Friedel–Crafts Alkylation

Friedel–Crafts alkylation installs an alkyl group onto an aromatic ring using an alkyl halide and a Lewis acid (AlCl3). The Lewis acid generates a carbocation or a carbocation-like complex, which acts as the electrophile.

Primary alkyl halides often form complexes with AlCl3 rather than free carbocations.
Carbocation rearrangements can occur, leading to mixtures of products.
Polyalkylation is a common side reaction.

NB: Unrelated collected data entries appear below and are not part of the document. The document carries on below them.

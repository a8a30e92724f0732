use std::collections::BTreeMap;
use std::convert::Infallible;
use std::sync::{Arc, MutexGuard};

use axum::extract::{Path, State};
use axum::response::sse::{Event, KeepAlive, Sse};
use axum::response::{IntoResponse, Response};
use axum::Json;
use futures::{Stream, StreamExt};
use serde::{Deserialize, Serialize};
use serde_json::{json, Value};
use tokio_stream::wrappers::errors::BroadcastStreamRecvError;
use tokio_stream::wrappers::BroadcastStream;
use tracing::{debug, info, warn};

use aicanvas_core::error::CanvasError;
use aicanvas_core::limits::{groq_model_limits, groq_models};
use aicanvas_core::types::{Edge, Message, Node, NodeRequest};
use aicanvas_engine::{
    detect_cycles, make_acyclic, ConversationStore, ExecuteOptions, GraphSnapshot, GraphStore,
};
use aicanvas_llm::format::markdown_to_html;

use crate::error::ApiError;
use crate::state::AppState;

type ApiResult = Result<Json<Value>, ApiError>;

fn success(data: impl Serialize) -> ApiResult {
    Ok(Json(json!({ "status": "success", "data": data })))
}

// GET /health
pub async fn health() -> Json<Value> {
    Json(json!({
        "status": "ok",
        "version": env!("CARGO_PKG_VERSION"),
    }))
}

// ── Workflow runs ───────────────────────────────────────────────

#[derive(Deserialize)]
#[serde(rename_all = "camelCase")]
pub struct ExecuteBody {
    pub graph_id: String,
    #[serde(default)]
    pub break_cycles: bool,
}

// POST /execute
pub async fn execute(State(state): State<Arc<AppState>>, Json(body): Json<ExecuteBody>) -> ApiResult {
    let graph = state.graph(&body.graph_id)?;
    info!(graph_id = %body.graph_id, nodes = graph.len(), "Execute requested");

    let report = state
        .orchestrator
        .execute_workflow(
            &graph,
            ExecuteOptions {
                break_cycles: body.break_cycles,
            },
        )
        .await?;

    success(json!({
        "runId": report.run_id,
        "status": report.status,
        "executionOrder": report.execution_order,
        "results": report.rendered_results(),
        "removedEdges": report.removed_edges,
    }))
}

// POST /execute/stop
pub async fn stop_execution(State(state): State<Arc<AppState>>) -> ApiResult {
    let stopped = state.orchestrator.stop_execution();
    success(json!({ "stopped": stopped }))
}

// GET /execute/state
pub async fn execution_state(State(state): State<Arc<AppState>>) -> ApiResult {
    success(state.orchestrator.state())
}

// GET /execute/events
pub async fn execution_events(
    State(state): State<Arc<AppState>>,
) -> Sse<impl Stream<Item = Result<Event, Infallible>>> {
    let rx = state.orchestrator.events().subscribe();
    debug!("Execution event subscriber attached");

    let events = BroadcastStream::new(rx).filter_map(|item| async move {
        match item {
            Ok(event) => Event::default().json_data(&event).ok().map(Ok),
            Err(BroadcastStreamRecvError::Lagged(skipped)) => {
                warn!(skipped, "Execution event subscriber lagged");
                None
            }
        }
    });
    Sse::new(events).keep_alive(KeepAlive::default())
}

// ── Node chat ───────────────────────────────────────────────────

#[derive(Deserialize)]
#[serde(rename_all = "camelCase")]
pub struct ChatBody {
    #[serde(flatten)]
    pub request: NodeRequest,
    #[serde(default)]
    pub render_html: bool,
}

// POST /node/chat
pub async fn node_chat(
    State(state): State<Arc<AppState>>,
    Json(body): Json<ChatBody>,
) -> Result<Response, ApiError> {
    let request = body.request;
    if request.user_input.as_deref().map_or(true, |s| s.trim().is_empty()) {
        return Err(ApiError::BadRequest("userInput is required".to_string()));
    }
    info!(
        node_id = %request.node_id,
        backend = %request.backend,
        stream = request.streaming,
        "Node chat"
    );

    if request.streaming && request.backend.supports_streaming() {
        let fragments = state.chat.chat_stream(request).await?;
        let events = fragments.filter_map(|item| async move {
            match item {
                Ok(text) if text.is_empty() => None,
                // SSE cannot carry carriage returns.
                Ok(text) => Some(Ok::<_, Infallible>(Event::default().data(text.replace('\r', "")))),
                Err(e) => Some(Ok(
                    Event::default().data(json!({ "error": e.to_string() }).to_string())
                )),
            }
        });
        return Ok(Sse::new(events).into_response());
    }

    let reply = state.chat.chat(request).await?;
    let html = body.render_html.then(|| markdown_to_html(&reply));
    let mut data = json!({
        "message": { "role": "assistant", "content": reply },
    });
    if let Some(html) = html {
        data["html"] = Value::String(html);
    }
    Ok(success(data)?.into_response())
}

// ── Models ──────────────────────────────────────────────────────

// GET /models/limits
pub async fn model_limits() -> Json<Value> {
    Json(json!(groq_model_limits()))
}

// GET /models
pub async fn list_models(State(state): State<Arc<AppState>>) -> Json<Value> {
    let ollama = state.ollama.available_models().await;
    Json(json!({
        "ollama": ollama,
        "groq": groq_models(),
    }))
}

// ── Conversations ───────────────────────────────────────────────

fn conversations(state: &AppState) -> MutexGuard<'_, ConversationStore> {
    state.conversations.lock().unwrap_or_else(|e| e.into_inner())
}

// GET /conversations
pub async fn export_conversations(State(state): State<Arc<AppState>>) -> ApiResult {
    let all = conversations(&state).export_all();
    success(all)
}

// PUT /conversations
pub async fn import_conversations(
    State(state): State<Arc<AppState>>,
    Json(body): Json<BTreeMap<String, Vec<Message>>>,
) -> ApiResult {
    let imported = body.len();
    conversations(&state).import_all(body);
    info!(imported, "Conversations imported");
    success(json!({ "imported": imported }))
}

// GET /conversations/{node_id}
pub async fn node_conversation(
    State(state): State<Arc<AppState>>,
    Path(node_id): Path<String>,
) -> ApiResult {
    let history = conversations(&state).history(&node_id);
    success(history)
}

// DELETE /conversations/{node_id}
pub async fn clear_conversation(
    State(state): State<Arc<AppState>>,
    Path(node_id): Path<String>,
) -> ApiResult {
    let cleared = conversations(&state).clear(&node_id);
    success(json!({ "cleared": cleared }))
}

// ── Graphs ──────────────────────────────────────────────────────

// PUT /graphs/{id}
pub async fn put_graph(
    State(state): State<Arc<AppState>>,
    Path(id): Path<String>,
    Json(snapshot): Json<GraphSnapshot>,
) -> ApiResult {
    let graph = GraphStore::from_snapshot(snapshot)?;
    let (nodes, edges) = (graph.len(), graph.all_edges().len());
    state.graphs_mut().insert(id.clone(), graph);
    info!(graph_id = %id, nodes, edges, "Graph stored");
    success(json!({ "nodes": nodes, "edges": edges }))
}

// GET /graphs/{id}
pub async fn get_graph(State(state): State<Arc<AppState>>, Path(id): Path<String>) -> ApiResult {
    success(state.graph(&id)?.snapshot())
}

// POST /graphs/{id}/nodes
pub async fn add_node(
    State(state): State<Arc<AppState>>,
    Path(id): Path<String>,
    Json(node): Json<Node>,
) -> ApiResult {
    let node_id = node.id.clone();
    state.with_graph_mut(&id, |g| g.add_node(node))?;
    success(json!({ "nodeId": node_id }))
}

// DELETE /graphs/{id}/nodes/{node_id}
pub async fn remove_node(
    State(state): State<Arc<AppState>>,
    Path((id, node_id)): Path<(String, String)>,
) -> ApiResult {
    let removed = state.with_graph_mut(&id, |g| g.remove_node(&node_id))?;
    success(removed)
}

// POST /graphs/{id}/edges
pub async fn add_edge(
    State(state): State<Arc<AppState>>,
    Path(id): Path<String>,
    Json(edge): Json<Edge>,
) -> ApiResult {
    state.with_graph_mut(&id, |g| g.add_edge(edge.from.clone(), edge.to.clone()))?;
    success(edge)
}

// DELETE /graphs/{id}/edges
pub async fn remove_edge(
    State(state): State<Arc<AppState>>,
    Path(id): Path<String>,
    Json(edge): Json<Edge>,
) -> ApiResult {
    let removed = state.with_graph_mut(&id, |g| g.remove_edge(&edge.from, &edge.to))?;
    success(removed)
}

// GET /graphs/{id}/cycles
pub async fn graph_cycles(State(state): State<Arc<AppState>>, Path(id): Path<String>) -> ApiResult {
    let cycles = detect_cycles(&state.graph(&id)?);
    success(json!({ "cycles": cycles }))
}

// POST /graphs/{id}/break-cycles
pub async fn break_graph_cycles(
    State(state): State<Arc<AppState>>,
    Path(id): Path<String>,
) -> ApiResult {
    let removed = state.with_graph_mut(&id, |g| Ok(make_acyclic(g)))?;
    info!(graph_id = %id, removed = removed.len(), "Graph cycles broken");
    success(json!({ "removed": removed }))
}

// GET /graphs/{id}/nodes/{node_id}/context
pub async fn node_context(
    State(state): State<Arc<AppState>>,
    Path((id, node_id)): Path<(String, String)>,
) -> ApiResult {
    let graph = state.graph(&id)?;
    if !graph.contains(&node_id) {
        return Err(CanvasError::NodeNotFound(node_id).into());
    }
    let store = conversations(&state);
    let parent_contexts: Vec<_> = graph
        .parents_of(&node_id)
        .into_iter()
        .map(|p| {
            let context = store.parent_context(p);
            json!({
                "nodeId": context.node_id,
                "nodeName": graph.node(p).map(|n| n.name.as_str()),
                "lastResponse": context.last_response,
            })
        })
        .collect();
    let history = store.history(&node_id);
    drop(store);

    success(json!({
        "parentContexts": parent_contexts,
        "conversationHistory": history,
    }))
}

Friedel–Crafts alkylation example Formation of alkyl-AlCl3 complex Friedel–Crafts alkylation mechanism

Friedel–Crafts Acylation

Friedel–Crafts acylation introduces an acyl group (RCO-) onto an aromatic ring using an acyl chloride and a Lewis acid. The acylium ion (RCO+) is the active electrophile. This reaction avoids carbocation rearrangements and polyacylation.

The product is an aryl ketone, which can be further reduced to an alkylbenzene.

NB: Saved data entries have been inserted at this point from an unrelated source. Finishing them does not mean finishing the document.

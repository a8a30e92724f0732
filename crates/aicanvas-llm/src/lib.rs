pub mod format;
pub mod providers;
pub mod retry;
pub mod router;
pub mod streaming;

pub use providers::groq::GroqClient;
pub use providers::ollama::OllamaClient;
pub use retry::{RetryPolicy, RetryingClient};
pub use router::{create_client, BackendRouter};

Substituent Effects on Electrophilic Aromatic Substitution

Activating and Deactivating Groups

Substituents on the aromatic ring influence both the rate and the regiochemistry of EAS reactions. They are classified as activating (increase reactivity) or deactivating (decrease reactivity), and as ortho/para directors or meta directors based on where they direct new substituents.

Activating groups: Donate electron density to the ring (e.g., -OH, -OCH3, -NH2, -CH3), usually ortho/para directors.
Deactivating groups: Withdraw electron density (e.g., -NO2, -SO3H, -COOH), usually meta directors.
Halogens: Are deactivating but ortho/para directors due to their resonance donation.

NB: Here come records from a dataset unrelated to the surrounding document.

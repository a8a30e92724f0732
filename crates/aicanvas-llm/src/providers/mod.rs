pub mod groq;
pub mod ollama;

pub use groq::GroqClient;
pub use ollama::OllamaClient;

use serde::Serialize;

use aicanvas_core::types::{Message, Role};

/// Chat message in the `{role, content}` shape both backends accept.
#[derive(Debug, Serialize)]
pub(crate) struct WireMessage {
    role: &'static str,
    content: String,
}

pub(crate) fn convert_messages(messages: Vec<Message>) -> Vec<WireMessage> {
    messages
        .into_iter()
        .map(|m| WireMessage {
            role: match m.role {
                Role::System => "system",
                Role::User => "user",
                Role::Assistant => "assistant",
            },
            content: m.content,
        })
        .collect()
}

/// Extract an explicit `error` field: either a string or `{message}`.
pub(crate) fn error_message(value: &serde_json::Value) -> Option<String> {
    let error = value.get("error")?;
    if error.is_null() {
        return None;
    }
    let message = match error {
        serde_json::Value::String(s) => s.clone(),
        other => other
            .get("message")
            .and_then(|m| m.as_str())
            .map(str::to_string)
            .unwrap_or_else(|| other.to_string()),
    };
    Some(message)
}
//! Direct, interactive chat with a single node.
//!
//! Both transports record the user turn and the assistant reply in the
//! shared conversation store; a streamed reply is recorded once it has
//! arrived in full.

use std::sync::Arc;

use futures::StreamExt;
use tokio::sync::mpsc;
use tokio_stream::wrappers::ReceiverStream;
use tracing::{debug, warn};

use aicanvas_core::error::Result;
use aicanvas_core::traits::{BackendClient, FragmentStream};
use aicanvas_core::types::{Message, NodeRequest};

use crate::conversation::SharedConversations;

pub struct NodeChat {
    client: Arc<dyn BackendClient>,
    conversations: SharedConversations,
}

impl NodeChat {
    pub fn new(client: Arc<dyn BackendClient>, conversations: SharedConversations) -> Self {
        Self {
            client,
            conversations,
        }
    }

    /// Send one turn and wait for the full reply.
    pub async fn chat(&self, request: NodeRequest) -> Result<String> {
        let node_id = request.node_id.clone();
        let user_turn = request.user_input.clone();

        let reply = self.client.send(request.with_streaming(false)).await?;
        record(&self.conversations, &node_id, user_turn, &reply);
        debug!(node_id = %node_id, chars = reply.len(), "Node chat reply recorded");
        Ok(reply)
    }

    /// Send one turn and relay the reply as it arrives.
    ///
    /// An error mid-stream is forwarded as the last item and nothing is
    /// recorded.
    pub async fn chat_stream(&self, request: NodeRequest) -> Result<FragmentStream> {
        let node_id = request.node_id.clone();
        let user_turn = request.user_input.clone();

        let mut upstream = self.client.send_stream(request.with_streaming(true)).await?;
        let (tx, rx) = mpsc::channel(64);
        let conversations = self.conversations.clone();

        tokio::spawn(async move {
            let mut full = String::new();
            while let Some(item) = upstream.next().await {
                match item {
                    Ok(fragment) => {
                        full.push_str(&fragment);
                        if tx.send(Ok(fragment)).await.is_err() {
                            debug!(node_id = %node_id, "Chat stream receiver dropped");
                            return;
                        }
                    }
                    Err(e) => {
                        warn!(node_id = %node_id, error = %e, "Chat stream failed");
                        let _ = tx.send(Err(e)).await;
                        return;
                    }
                }
            }
            record(&conversations, &node_id, user_turn, &full);
        });

        Ok(ReceiverStream::new(rx).boxed())
    }
}

fn record(conversations: &SharedConversations, node_id: &str, user_turn: Option<String>, reply: &str) {
    let mut store = conversations.lock().unwrap_or_else(|e| e.into_inner());
    if let Some(text) = user_turn.filter(|t| !t.is_empty()) {
        store.append(node_id, Message::user(text));
    }
    store.append(node_id, Message::assistant(reply));
}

Regiochemistry of Substitution

The position where a new group is introduced depends on the nature of the existing substituent:

Ortho/para directors: Direct new groups to the ortho and para positions (relative to themselves).
Meta directors: Direct new groups to the meta position.

Examples of Substituent Effects

Methyl group (-CH3): Activates the ring and directs to ortho/para positions.
Methoxy group (-OCH3): Strongly activates the ring, also ortho/para director.
Nitro group (-NO2): Strongly deactivates the ring, meta director.

Summary Table: Activators and Deactivators

Type	Examples	Directing Effect
Strong Activators	-OH, -NH2	Ortho/Para
Moderate Activators	-OCH3, -NHCOR	Ortho/Para
Weak Activators	-CH3	Ortho/Para
Weak Deactivators	-F, -Cl, -Br, -I	Ortho/Para
Moderate Deactivators	-COOH, -COOR, -SO3H	Meta
Strong Deactivators	-NO2, -CF3	Meta

Practical Considerations in Synthesis

The order of introducing substituents is crucial for obtaining the desired product.
Blocking groups (e.g., -SO3H) can be used to control regiochemistry and are removable after the desired substitution.
Some reactions (e.g., Friedel–Crafts) are not possible on strongly deactivated rings.

Example: Synthesis Strategy

To synthesize a meta-disubstituted benzene, introduce a meta-directing group first, then the ortho/para-directing group.

Summary

Electrophilic aromatic substitution is the key reaction type for functionalizing aromatic rings.
Substituents affect both the rate and position of further substitution.
Understanding the interplay of activation, deactivation, and directing effects is essential for designing synthetic routes to substituted aromatic compounds.